The Beer Can cometh
Though it starts with a whimper vice a boom, canned beer makes its debut on this day in 1935. In partnership with the American Can Company, the Gottfried Krueger Brewing Company delivered 2,000 cans of Krueger’s Finest Beer and Krueger’s Cream Ale to faithful Krueger drinkers in Richmond, Virginia. Ninety-one percent of the drinkers approved of the canned beer, driving Krueger to give the green light to further production.
By the late 19th century, cans were instrumental in the mass distribution of foodstuffs, but it wasn’t until 1909 that the American Can Company made its first attempt to can beer. Though the initial attempt proved to be unsuccessful, American Can Company would have to wait for the end of Prohibition in the United States to realize success. In 1933, after two years of research, American Can developed a can that was pressurized and had a special coating to prevent the fizzy beer from chemically reacting with the tin.

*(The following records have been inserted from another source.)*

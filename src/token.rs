//! Structural tokens and serialized fragments
//!
//! [`HtmlToken`] is the interchange vocabulary between construction and
//! serialization. For each element a producer emits
//!
//! ```text
//! StartOfOpeningTag, Attribute*, EndOfOpeningTag, <children>*, ClosingTag
//! ```
//!
//! where void elements never emit `ClosingTag`. The serde encoding uses an
//! internal `kind` tag so token streams can be exchanged as JSON:
//!
//! ```json
//! {"kind":"startOfOpeningTag","tagName":"a"}
//! {"kind":"attribute","name":"href","value":"https://example.com"}
//! {"kind":"endOfOpeningTag"}
//! {"kind":"text","text":"link"}
//! {"kind":"closingTag"}
//! ```

use std::fmt;
use std::ops::Deref;

use futures::stream::BoxStream;
use serde::{Deserialize, Serialize};

use crate::error::Result;

/// One unit of HTML structure
#[derive(Debug, Clone, PartialEq, Eq, Serialize, Deserialize)]
#[serde(tag = "kind", rename_all = "camelCase")]
pub enum HtmlToken {
    /// Text content, escaped by the serializer
    Text { text: String },
    /// `<tag`
    #[serde(rename_all = "camelCase")]
    StartOfOpeningTag { tag_name: String },
    /// An attribute of the currently opening tag; an empty value means a
    /// valueless attribute
    Attribute { name: String, value: String },
    /// `>`
    EndOfOpeningTag,
    /// `</tag>` for the innermost open element
    ClosingTag,
}

impl HtmlToken {
    pub fn text<S: Into<String>>(text: S) -> Self {
        HtmlToken::Text { text: text.into() }
    }

    pub fn start<S: Into<String>>(tag_name: S) -> Self {
        HtmlToken::StartOfOpeningTag {
            tag_name: tag_name.into(),
        }
    }

    pub fn attribute<N: Into<String>, V: Into<String>>(name: N, value: V) -> Self {
        HtmlToken::Attribute {
            name: name.into(),
            value: value.into(),
        }
    }
}

/// A stream of structural tokens
pub type TokenStream = BoxStream<'static, Result<HtmlToken>>;

/// A piece of serialized HTML
///
/// Fragments are produced by the serializer or by trusted content. Their text
/// is emitted as-is; concatenating every fragment of a stream yields the
/// document.
#[derive(Debug, Clone, PartialEq, Eq, Hash)]
pub struct HtmlFragment(String);

impl HtmlFragment {
    pub(crate) fn new<S: Into<String>>(html: S) -> Self {
        HtmlFragment(html.into())
    }

    pub fn as_str(&self) -> &str {
        &self.0
    }

    pub fn into_string(self) -> String {
        self.0
    }

    pub fn is_empty(&self) -> bool {
        self.0.is_empty()
    }
}

impl Deref for HtmlFragment {
    type Target = str;

    fn deref(&self) -> &str {
        &self.0
    }
}

impl AsRef<str> for HtmlFragment {
    fn as_ref(&self) -> &str {
        &self.0
    }
}

impl fmt::Display for HtmlFragment {
    fn fmt(&self, f: &mut fmt::Formatter<'_>) -> fmt::Result {
        f.write_str(&self.0)
    }
}

impl PartialEq<str> for HtmlFragment {
    fn eq(&self, other: &str) -> bool {
        self.0 == other
    }
}

impl PartialEq<&str> for HtmlFragment {
    fn eq(&self, other: &&str) -> bool {
        self.0 == *other
    }
}

impl From<HtmlFragment> for String {
    fn from(fragment: HtmlFragment) -> Self {
        fragment.0
    }
}

/// An item of a construction stream, before serialization
#[derive(Debug, Clone, PartialEq, Eq)]
pub enum Chunk {
    /// Loose text from a child; escaped once captured into a text token
    Text(String),
    /// Structural token for the serializer
    Token(HtmlToken),
    /// Trusted HTML, emitted verbatim
    Html(HtmlFragment),
}

impl From<HtmlToken> for Chunk {
    fn from(token: HtmlToken) -> Self {
        Chunk::Token(token)
    }
}

/// A stream of construction chunks
pub type ChunkStream = BoxStream<'static, Result<Chunk>>;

The concept of canned beer proved to be a hard sell to, but Krueger’s overcame the initial reservations of the public and became the first brewer to sell canned beer in the United States. The response was overwhelming. Within three months, over 80 percent of distributors were handling Krueger’s canned beer, and Krueger’s was eating into the market share of the “big three” national brewers–Anheuser-Busch, Pabst and Schlitz. Competitors soon followed suit, and by the end of 1935, over 200 million cans had been produced and sold.
The purchase of cans, unlike bottles, did not require the consumer to pay a deposit. Cans were also easier to stack, more durable and took less time to chill. As a result, their popularity continued to grow throughout the 1930’s, and then exploded during World War II, when U.S. brewers shipped millions of cans of beer to soldiers overseas. After the war, national brewing companies began to take advantage of the mass distribution that cans made possible, and were able to consolidate their power over the once-dominant local breweries, which could not control costs and operations as efficiently as their national counterparts.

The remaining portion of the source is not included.